Directions
In the records below, work out how many lines hold the word "Average". Report the number alone.

+++ Exercise input

//! SVG histogram generation.
//!
//! Hand-written SVG, no plotting dependency:
//! - one bar per bucket, overflow bucket drawn like the others
//! - occurrence count above every bar
//! - mean burst size and packet total in the top-left corner

use crate::aggregator::{Distribution, Histogram};
use crate::utils::error::PlotError;
use log::info;

const BAR_FILL: &str = "#304ffe";
const BAR_OPACITY: f64 = 0.5;
const BACKGROUND: &str = "#fafafa";
const GRID_LINES: u64 = 5;

const MARGIN_LEFT: f64 = 80.0;
const MARGIN_RIGHT: f64 = 30.0;
const MARGIN_TOP: f64 = 100.0;
const MARGIN_BOTTOM: f64 = 70.0;

/// Histogram chart configuration
#[derive(Debug, Clone)]
pub struct ChartConfig {
    pub title: String,
    pub width: usize,
    pub height: usize,
}

impl Default for ChartConfig {
    fn default() -> Self {
        Self {
            title: "Aggregation Distribution".to_string(),
            width: 1200,
            height: 600,
        }
    }
}

impl ChartConfig {
    pub fn new() -> Self {
        Self::default()
    }

    pub fn with_title(mut self, title: impl Into<String>) -> Self {
        self.title = title.into();
        self
    }

    pub fn with_size(mut self, width: usize, height: usize) -> Self {
        self.width = width;
        self.height = height;
        self
    }
}

/// Generate an SVG histogram chart
///
/// # Errors
/// * `PlotError::EmptyHistogram` - no buckets to draw
/// * `PlotError::Aggregation` - mean undefined for an empty distribution
pub fn generate_histogram_svg(
    histogram: &Histogram,
    distribution: &Distribution,
    config: Option<&ChartConfig>,
) -> Result<String, PlotError> {
    if histogram.is_empty() {
        return Err(PlotError::EmptyHistogram);
    }

    let config = config.cloned().unwrap_or_default();
    let mean = distribution.mean_run_length()?;
    info!("Generating histogram chart with {} buckets", histogram.len());

    let width = config.width as f64;
    let height = config.height as f64;
    let plot_width = (width - MARGIN_LEFT - MARGIN_RIGHT).max(1.0);
    let plot_height = (height - MARGIN_TOP - MARGIN_BOTTOM).max(1.0);
    let baseline = MARGIN_TOP + plot_height;

    let bar_width = plot_width / histogram.len() as f64;
    // Leave headroom above the tallest bar for its count label
    let y_max = (histogram.max_count() as f64 * 1.1).max(1.0);
    let y_scale = plot_height / y_max;

    let mut svg = String::new();

    // Header
    svg.push_str(&format!(
        r#"<svg xmlns="http://www.w3.org/2000/svg" width="{}" height="{}" viewBox="0 0 {} {}">"#,
        config.width, config.height, config.width, config.height
    ));
    svg.push_str(&format!(
        r#"<rect x="0" y="0" width="{}" height="{}" fill="{}"/>"#,
        config.width, config.height, BACKGROUND
    ));
    svg.push_str(
        r#"<style>.bar:hover { opacity: 0.8; } text { font-family: sans-serif; }</style>"#,
    );

    // Title
    svg.push_str(&format!(
        r#"<text x="{:.1}" y="28" font-size="18" text-anchor="middle" font-weight="bold">{}</text>"#,
        width / 2.0,
        escape_xml(&config.title)
    ));

    // Annotations
    svg.push_str(&format!(
        r#"<text x="{:.1}" y="{:.1}" font-size="13">Average Aggregation: {:.2}</text>"#,
        MARGIN_LEFT + 10.0,
        MARGIN_TOP - 40.0,
        mean
    ));
    svg.push_str(&format!(
        r#"<text x="{:.1}" y="{:.1}" font-size="13">Number of Received Packets: {}</text>"#,
        MARGIN_LEFT + 10.0,
        MARGIN_TOP - 20.0,
        distribution.total_packets()
    ));

    render_grid(&mut svg, y_max, y_scale, baseline, width);

    // Bars
    for (index, bucket) in histogram.buckets().iter().enumerate() {
        let x = MARGIN_LEFT + index as f64 * bar_width;
        let bar_height = bucket.count as f64 * y_scale;
        let y = baseline - bar_height;
        let center = x + bar_width / 2.0;

        svg.push_str(&format!(
            r#"<rect x="{:.2}" y="{:.2}" width="{:.2}" height="{:.2}" fill="{}" fill-opacity="{}" stroke="white" class="bar"><title>{}: {}</title></rect>"#,
            x, y, bar_width, bar_height, BAR_FILL, BAR_OPACITY, bucket.label, bucket.count
        ));
        svg.push_str(&format!(
            r#"<text x="{:.2}" y="{:.2}" font-size="12" text-anchor="middle">{}</text>"#,
            center,
            y - 6.0,
            bucket.count
        ));
        svg.push_str(&format!(
            r#"<text x="{:.2}" y="{:.2}" font-size="12" text-anchor="middle">{}</text>"#,
            center,
            baseline + 18.0,
            bucket.label
        ));
    }

    // Axes
    svg.push_str(&format!(
        r#"<line x1="{:.1}" y1="{:.1}" x2="{:.1}" y2="{:.1}" stroke="black"/>"#,
        MARGIN_LEFT,
        baseline,
        width - MARGIN_RIGHT,
        baseline
    ));
    svg.push_str(&format!(
        r#"<line x1="{:.1}" y1="{:.1}" x2="{:.1}" y2="{:.1}" stroke="black"/>"#,
        MARGIN_LEFT, MARGIN_TOP, MARGIN_LEFT, baseline
    ));
    svg.push_str(&format!(
        r#"<text x="{:.1}" y="{:.1}" font-size="14" text-anchor="middle">Aggregation</text>"#,
        MARGIN_LEFT + plot_width / 2.0,
        height - 20.0
    ));
    svg.push_str(&format!(
        r#"<text x="20" y="{:.1}" font-size="14" text-anchor="middle" transform="rotate(-90 20 {:.1})">Number of Occurrences</text>"#,
        MARGIN_TOP + plot_height / 2.0,
        MARGIN_TOP + plot_height / 2.0
    ));

    svg.push_str("</svg>");

    info!("Histogram chart generated successfully ({} bytes)", svg.len());
    Ok(svg)
}

fn render_grid(out: &mut String, y_max: f64, y_scale: f64, baseline: f64, width: f64) {
    let step = ((y_max / GRID_LINES as f64).ceil() as u64).max(1);

    let mut value = 0;
    while (value as f64) <= y_max {
        let y = baseline - value as f64 * y_scale;
        out.push_str(&format!(
            r#"<line x1="{:.1}" y1="{:.2}" x2="{:.1}" y2="{:.2}" stroke="white" stroke-width="2"/>"#,
            MARGIN_LEFT,
            y,
            width - MARGIN_RIGHT,
            y
        ));
        out.push_str(&format!(
            r#"<text x="{:.1}" y="{:.2}" font-size="11" text-anchor="end">{}</text>"#,
            MARGIN_LEFT - 8.0,
            y + 4.0,
            value
        ));
        value += step;
    }
}

/// Escape text placed inside SVG/HTML markup
pub fn escape_xml(text: &str) -> String {
    let mut escaped = String::with_capacity(text.len());
    for c in text.chars() {
        match c {
            '&' => escaped.push_str("&amp;"),
            '<' => escaped.push_str("&lt;"),
            '>' => escaped.push_str("&gt;"),
            '"' => escaped.push_str("&quot;"),
            '\'' => escaped.push_str("&apos;"),
            _ => escaped.push(c),
        }
    }
    escaped
}

/// Create a text summary table of the histogram
pub fn generate_text_summary(histogram: &Histogram, distribution: &Distribution) -> String {
    let mut lines = Vec::new();
    let total = histogram.total().max(1);
    let max_count = histogram.max_count().max(1);

    lines.push("  AGGREGATION DISTRIBUTION".to_string());
    lines.push("  ┏━━━━━━━━━━━━┳━━━━━━━━━━━━┳━━━━━━━━━┳━━━━━━━━━━━━━━━━━━━━━━━━━━━━━━━━━━━━━━━━━━━━━━━━━━━━━┓".to_string());
    lines.push(format!(
        "  ┃ {:<10} ┃ {:>10} ┃ {:>7} ┃ {:<52} ┃",
        "Burst size", "Count", "%", ""
    ));
    lines.push("  ┣━━━━━━━━━━━━╋━━━━━━━━━━━━╋━━━━━━━━━╋━━━━━━━━━━━━━━━━━━━━━━━━━━━━━━━━━━━━━━━━━━━━━━━━━━━━━┫".to_string());

    for bucket in histogram.buckets() {
        let percentage = bucket.count as f64 / total as f64 * 100.0;
        let bar_width = (bucket.count * 50 / max_count) as usize;
        lines.push(format!(
            "  ┃ {:<10} ┃ {:>10} ┃ {:>6.1}% ┃ {:<52} ┃",
            bucket.label.to_string(),
            bucket.count,
            percentage,
            "█".repeat(bar_width)
        ));
    }

    lines.push("  ┗━━━━━━━━━━━━┻━━━━━━━━━━━━┻━━━━━━━━━┻━━━━━━━━━━━━━━━━━━━━━━━━━━━━━━━━━━━━━━━━━━━━━━━━━━━━━┛".to_string());
    lines.push(String::new());

    match distribution.mean_run_length() {
        Ok(mean) => lines.push(format!("  Average Aggregation: {:.2}", mean)),
        Err(_) => lines.push("  Average Aggregation: n/a".to_string()),
    }
    lines.push(format!(
        "  Number of Received Packets: {}",
        distribution.total_packets()
    ));
    lines.push(format!("  Aggregation Bursts: {}", distribution.len()));

    lines.join("\n")
}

++++++

Expected answer
3